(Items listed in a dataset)
□ □ □ □ □

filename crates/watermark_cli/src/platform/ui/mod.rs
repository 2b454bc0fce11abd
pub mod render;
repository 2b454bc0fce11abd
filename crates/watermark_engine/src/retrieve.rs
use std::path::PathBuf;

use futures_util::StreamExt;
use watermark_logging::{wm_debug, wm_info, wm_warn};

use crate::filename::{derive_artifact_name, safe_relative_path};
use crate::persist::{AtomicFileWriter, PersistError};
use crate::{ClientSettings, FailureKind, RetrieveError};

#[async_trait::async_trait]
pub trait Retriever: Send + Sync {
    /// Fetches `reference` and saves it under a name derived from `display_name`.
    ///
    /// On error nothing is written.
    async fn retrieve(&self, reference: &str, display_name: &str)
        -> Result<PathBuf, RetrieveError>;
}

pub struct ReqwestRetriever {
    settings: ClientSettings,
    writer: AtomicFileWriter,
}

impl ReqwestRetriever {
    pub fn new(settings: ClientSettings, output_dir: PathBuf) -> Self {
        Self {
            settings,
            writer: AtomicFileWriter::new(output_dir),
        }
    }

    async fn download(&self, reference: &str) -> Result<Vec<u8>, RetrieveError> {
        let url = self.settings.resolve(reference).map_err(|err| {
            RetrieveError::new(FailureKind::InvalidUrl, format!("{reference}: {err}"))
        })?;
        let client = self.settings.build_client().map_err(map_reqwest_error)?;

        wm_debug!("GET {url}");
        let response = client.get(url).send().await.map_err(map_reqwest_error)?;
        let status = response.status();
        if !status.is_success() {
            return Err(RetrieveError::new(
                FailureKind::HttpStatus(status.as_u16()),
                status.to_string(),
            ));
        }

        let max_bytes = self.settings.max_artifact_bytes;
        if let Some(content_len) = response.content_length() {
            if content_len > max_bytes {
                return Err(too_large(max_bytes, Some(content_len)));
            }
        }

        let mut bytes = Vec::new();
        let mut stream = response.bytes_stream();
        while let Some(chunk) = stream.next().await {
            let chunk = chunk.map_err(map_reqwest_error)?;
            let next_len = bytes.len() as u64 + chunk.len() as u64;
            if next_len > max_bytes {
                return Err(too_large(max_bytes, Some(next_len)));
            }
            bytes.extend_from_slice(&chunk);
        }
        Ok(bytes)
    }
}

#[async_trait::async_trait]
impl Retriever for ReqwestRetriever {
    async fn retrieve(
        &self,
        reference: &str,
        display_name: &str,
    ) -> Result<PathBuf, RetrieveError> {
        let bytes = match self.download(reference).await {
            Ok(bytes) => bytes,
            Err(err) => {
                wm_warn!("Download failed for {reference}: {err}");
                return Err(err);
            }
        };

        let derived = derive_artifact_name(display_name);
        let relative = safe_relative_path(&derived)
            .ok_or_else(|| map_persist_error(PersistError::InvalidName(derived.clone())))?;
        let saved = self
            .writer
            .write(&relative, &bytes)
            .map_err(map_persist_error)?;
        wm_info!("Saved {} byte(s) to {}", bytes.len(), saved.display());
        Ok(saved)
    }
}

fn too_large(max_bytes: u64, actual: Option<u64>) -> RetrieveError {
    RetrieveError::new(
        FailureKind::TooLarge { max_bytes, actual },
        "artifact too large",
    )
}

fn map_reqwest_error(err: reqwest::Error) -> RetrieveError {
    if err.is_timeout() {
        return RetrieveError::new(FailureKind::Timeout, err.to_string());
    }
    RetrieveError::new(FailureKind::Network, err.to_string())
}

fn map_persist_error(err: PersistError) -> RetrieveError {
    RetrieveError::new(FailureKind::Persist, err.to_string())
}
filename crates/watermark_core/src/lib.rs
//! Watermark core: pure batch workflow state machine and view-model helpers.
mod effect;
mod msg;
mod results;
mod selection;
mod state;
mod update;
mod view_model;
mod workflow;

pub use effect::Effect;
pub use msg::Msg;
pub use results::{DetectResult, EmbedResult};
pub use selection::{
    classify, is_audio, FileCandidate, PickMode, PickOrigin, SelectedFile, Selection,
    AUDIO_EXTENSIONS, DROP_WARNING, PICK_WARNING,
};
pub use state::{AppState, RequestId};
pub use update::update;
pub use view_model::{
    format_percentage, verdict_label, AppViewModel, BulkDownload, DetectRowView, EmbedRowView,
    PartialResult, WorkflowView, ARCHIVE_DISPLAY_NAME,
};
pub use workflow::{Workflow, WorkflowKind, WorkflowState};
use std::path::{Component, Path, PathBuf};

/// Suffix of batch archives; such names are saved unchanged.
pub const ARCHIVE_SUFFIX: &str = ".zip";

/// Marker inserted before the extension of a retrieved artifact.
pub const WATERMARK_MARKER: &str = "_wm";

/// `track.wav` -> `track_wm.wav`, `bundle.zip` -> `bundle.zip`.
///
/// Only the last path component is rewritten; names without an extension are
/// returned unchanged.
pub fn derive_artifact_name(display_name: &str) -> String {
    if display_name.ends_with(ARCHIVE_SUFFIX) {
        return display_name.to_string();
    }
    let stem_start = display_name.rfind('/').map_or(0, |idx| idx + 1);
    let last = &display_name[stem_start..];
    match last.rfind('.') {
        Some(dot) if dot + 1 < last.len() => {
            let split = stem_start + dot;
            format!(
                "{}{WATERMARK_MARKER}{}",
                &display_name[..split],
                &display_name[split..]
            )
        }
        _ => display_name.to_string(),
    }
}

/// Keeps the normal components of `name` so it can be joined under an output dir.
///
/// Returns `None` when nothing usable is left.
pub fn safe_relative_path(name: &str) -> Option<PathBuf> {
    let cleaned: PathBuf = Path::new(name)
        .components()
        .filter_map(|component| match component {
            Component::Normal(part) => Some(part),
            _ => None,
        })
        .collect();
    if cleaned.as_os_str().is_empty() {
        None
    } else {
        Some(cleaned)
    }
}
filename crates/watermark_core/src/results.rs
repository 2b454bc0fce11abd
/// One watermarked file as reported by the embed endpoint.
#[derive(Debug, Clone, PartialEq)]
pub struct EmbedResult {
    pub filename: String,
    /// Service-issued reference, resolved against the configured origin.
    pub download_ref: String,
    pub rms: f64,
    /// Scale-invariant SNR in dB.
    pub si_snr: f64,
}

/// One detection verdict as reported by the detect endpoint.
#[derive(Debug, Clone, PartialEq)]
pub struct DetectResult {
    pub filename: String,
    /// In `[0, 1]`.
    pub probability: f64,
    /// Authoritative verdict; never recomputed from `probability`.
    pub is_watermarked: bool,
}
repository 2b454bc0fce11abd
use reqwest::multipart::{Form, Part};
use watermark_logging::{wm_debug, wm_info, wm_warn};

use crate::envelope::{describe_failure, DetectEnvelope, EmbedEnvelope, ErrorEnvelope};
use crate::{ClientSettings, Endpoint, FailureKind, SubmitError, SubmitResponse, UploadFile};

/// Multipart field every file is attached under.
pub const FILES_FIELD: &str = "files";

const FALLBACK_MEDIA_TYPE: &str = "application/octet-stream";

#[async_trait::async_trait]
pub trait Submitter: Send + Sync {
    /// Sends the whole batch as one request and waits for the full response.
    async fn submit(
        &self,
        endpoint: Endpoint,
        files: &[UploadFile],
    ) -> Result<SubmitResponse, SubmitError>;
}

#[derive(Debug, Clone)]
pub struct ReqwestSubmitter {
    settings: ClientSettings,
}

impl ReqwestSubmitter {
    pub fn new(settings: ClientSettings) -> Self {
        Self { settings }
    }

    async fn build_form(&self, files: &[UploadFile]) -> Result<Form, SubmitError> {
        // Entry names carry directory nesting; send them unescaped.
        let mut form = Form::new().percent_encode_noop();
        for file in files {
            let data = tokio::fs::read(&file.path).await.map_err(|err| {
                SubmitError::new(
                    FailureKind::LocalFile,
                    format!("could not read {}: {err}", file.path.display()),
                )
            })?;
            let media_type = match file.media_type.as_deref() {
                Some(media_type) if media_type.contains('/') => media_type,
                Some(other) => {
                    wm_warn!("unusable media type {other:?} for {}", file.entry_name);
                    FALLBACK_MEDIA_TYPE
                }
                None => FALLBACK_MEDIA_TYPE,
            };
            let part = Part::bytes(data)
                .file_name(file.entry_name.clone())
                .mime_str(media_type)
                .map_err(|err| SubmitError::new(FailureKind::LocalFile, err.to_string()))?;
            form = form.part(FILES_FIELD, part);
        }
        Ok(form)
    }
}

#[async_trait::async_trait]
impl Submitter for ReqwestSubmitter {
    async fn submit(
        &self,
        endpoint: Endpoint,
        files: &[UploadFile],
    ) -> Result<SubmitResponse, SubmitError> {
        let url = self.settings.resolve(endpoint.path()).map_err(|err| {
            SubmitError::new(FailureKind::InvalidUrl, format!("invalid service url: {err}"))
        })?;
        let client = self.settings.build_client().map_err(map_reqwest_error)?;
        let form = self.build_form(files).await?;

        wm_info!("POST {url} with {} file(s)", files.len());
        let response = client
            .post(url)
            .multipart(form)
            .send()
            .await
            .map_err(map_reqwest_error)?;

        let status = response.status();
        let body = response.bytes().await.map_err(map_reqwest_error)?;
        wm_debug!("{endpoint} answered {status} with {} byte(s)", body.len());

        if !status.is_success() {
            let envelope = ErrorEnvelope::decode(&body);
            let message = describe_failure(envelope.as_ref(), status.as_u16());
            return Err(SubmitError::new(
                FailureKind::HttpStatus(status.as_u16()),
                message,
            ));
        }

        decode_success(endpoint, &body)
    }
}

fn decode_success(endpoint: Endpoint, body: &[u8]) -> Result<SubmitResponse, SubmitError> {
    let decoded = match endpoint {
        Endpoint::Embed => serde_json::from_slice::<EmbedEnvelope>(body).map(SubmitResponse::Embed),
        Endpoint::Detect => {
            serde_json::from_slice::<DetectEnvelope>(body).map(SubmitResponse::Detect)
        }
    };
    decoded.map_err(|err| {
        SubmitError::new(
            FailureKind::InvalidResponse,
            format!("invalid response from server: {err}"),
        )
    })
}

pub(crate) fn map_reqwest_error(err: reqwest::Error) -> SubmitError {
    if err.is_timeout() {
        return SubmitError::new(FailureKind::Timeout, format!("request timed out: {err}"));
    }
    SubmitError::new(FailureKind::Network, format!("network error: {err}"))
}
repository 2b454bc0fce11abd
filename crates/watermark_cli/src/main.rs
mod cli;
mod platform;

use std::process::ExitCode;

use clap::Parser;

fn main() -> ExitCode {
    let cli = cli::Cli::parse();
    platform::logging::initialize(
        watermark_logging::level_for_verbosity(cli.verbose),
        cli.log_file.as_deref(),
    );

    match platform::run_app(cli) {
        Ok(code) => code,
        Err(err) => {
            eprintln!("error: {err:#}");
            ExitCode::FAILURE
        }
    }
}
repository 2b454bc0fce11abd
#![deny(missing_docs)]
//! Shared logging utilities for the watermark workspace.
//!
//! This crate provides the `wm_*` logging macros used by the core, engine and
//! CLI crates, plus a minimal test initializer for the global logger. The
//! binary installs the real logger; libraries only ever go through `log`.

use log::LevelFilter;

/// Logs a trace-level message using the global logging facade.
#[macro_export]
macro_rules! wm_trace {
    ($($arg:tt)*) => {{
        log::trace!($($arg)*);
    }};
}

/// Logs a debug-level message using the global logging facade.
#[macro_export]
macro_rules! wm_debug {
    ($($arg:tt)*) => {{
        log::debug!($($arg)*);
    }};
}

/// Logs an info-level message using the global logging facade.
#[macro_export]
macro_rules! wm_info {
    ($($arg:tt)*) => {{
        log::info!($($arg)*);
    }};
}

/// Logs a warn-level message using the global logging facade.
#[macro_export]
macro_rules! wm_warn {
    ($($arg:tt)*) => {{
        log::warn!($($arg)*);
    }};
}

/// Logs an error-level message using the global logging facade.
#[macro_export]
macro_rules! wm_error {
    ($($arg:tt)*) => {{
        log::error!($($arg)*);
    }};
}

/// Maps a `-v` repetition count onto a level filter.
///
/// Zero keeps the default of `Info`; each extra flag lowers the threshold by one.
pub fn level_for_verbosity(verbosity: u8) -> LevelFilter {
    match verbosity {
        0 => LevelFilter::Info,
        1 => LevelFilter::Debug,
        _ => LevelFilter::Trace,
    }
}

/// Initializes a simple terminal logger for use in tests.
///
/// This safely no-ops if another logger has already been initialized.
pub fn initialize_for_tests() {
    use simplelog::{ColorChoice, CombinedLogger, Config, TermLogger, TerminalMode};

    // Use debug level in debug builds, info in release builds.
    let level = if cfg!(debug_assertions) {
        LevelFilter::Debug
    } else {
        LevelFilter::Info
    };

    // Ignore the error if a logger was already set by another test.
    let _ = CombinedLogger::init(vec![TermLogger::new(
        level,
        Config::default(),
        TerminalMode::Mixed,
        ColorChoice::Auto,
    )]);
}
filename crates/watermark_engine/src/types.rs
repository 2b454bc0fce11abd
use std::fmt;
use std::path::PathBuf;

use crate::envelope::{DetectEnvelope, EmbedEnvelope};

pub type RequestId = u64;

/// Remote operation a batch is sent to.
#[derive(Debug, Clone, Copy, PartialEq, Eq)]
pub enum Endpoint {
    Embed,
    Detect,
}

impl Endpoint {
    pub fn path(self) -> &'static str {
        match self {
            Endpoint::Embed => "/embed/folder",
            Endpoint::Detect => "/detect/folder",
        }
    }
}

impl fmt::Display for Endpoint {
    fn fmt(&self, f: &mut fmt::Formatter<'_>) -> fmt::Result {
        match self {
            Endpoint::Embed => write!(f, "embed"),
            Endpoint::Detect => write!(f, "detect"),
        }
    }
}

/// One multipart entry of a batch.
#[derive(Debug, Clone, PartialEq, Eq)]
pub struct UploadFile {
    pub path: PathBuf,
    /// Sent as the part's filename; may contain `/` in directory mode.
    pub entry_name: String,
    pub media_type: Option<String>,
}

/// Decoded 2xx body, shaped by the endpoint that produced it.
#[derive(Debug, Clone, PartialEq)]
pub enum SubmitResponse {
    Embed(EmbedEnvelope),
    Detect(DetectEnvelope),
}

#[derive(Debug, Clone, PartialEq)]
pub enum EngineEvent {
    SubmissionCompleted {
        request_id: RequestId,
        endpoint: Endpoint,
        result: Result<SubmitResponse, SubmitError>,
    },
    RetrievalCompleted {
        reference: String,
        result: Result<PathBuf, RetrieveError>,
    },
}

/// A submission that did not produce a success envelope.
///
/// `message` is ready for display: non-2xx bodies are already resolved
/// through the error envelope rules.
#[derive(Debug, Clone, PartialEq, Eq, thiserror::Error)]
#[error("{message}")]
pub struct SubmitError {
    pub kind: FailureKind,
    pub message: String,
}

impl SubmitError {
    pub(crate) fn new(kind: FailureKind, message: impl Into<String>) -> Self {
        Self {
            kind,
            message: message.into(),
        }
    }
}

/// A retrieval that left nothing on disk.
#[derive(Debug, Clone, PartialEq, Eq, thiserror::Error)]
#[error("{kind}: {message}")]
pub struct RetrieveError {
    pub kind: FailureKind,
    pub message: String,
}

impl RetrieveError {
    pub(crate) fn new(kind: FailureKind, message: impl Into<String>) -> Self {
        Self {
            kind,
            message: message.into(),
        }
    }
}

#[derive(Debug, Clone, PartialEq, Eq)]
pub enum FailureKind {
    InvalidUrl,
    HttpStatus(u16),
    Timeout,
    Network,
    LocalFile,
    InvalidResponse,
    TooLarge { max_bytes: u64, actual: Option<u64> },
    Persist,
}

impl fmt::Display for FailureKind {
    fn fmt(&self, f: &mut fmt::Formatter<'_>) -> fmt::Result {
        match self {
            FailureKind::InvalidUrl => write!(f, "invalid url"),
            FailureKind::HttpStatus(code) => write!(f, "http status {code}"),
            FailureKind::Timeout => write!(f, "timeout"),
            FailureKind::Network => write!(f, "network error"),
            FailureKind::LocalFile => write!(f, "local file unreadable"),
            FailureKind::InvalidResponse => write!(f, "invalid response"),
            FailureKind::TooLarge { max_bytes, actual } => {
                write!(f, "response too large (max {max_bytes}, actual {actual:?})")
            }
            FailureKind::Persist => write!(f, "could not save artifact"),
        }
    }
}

□ □ □ □ □

Work task: Every line above that holds the word "TermLogger" is to be found and copied.

Solution to this exercise:
    use simplelog::{ColorChoice, CombinedLogger, Config, TermLogger, TerminalMode};
    let _ = CombinedLogger::init(vec![TermLogger::new(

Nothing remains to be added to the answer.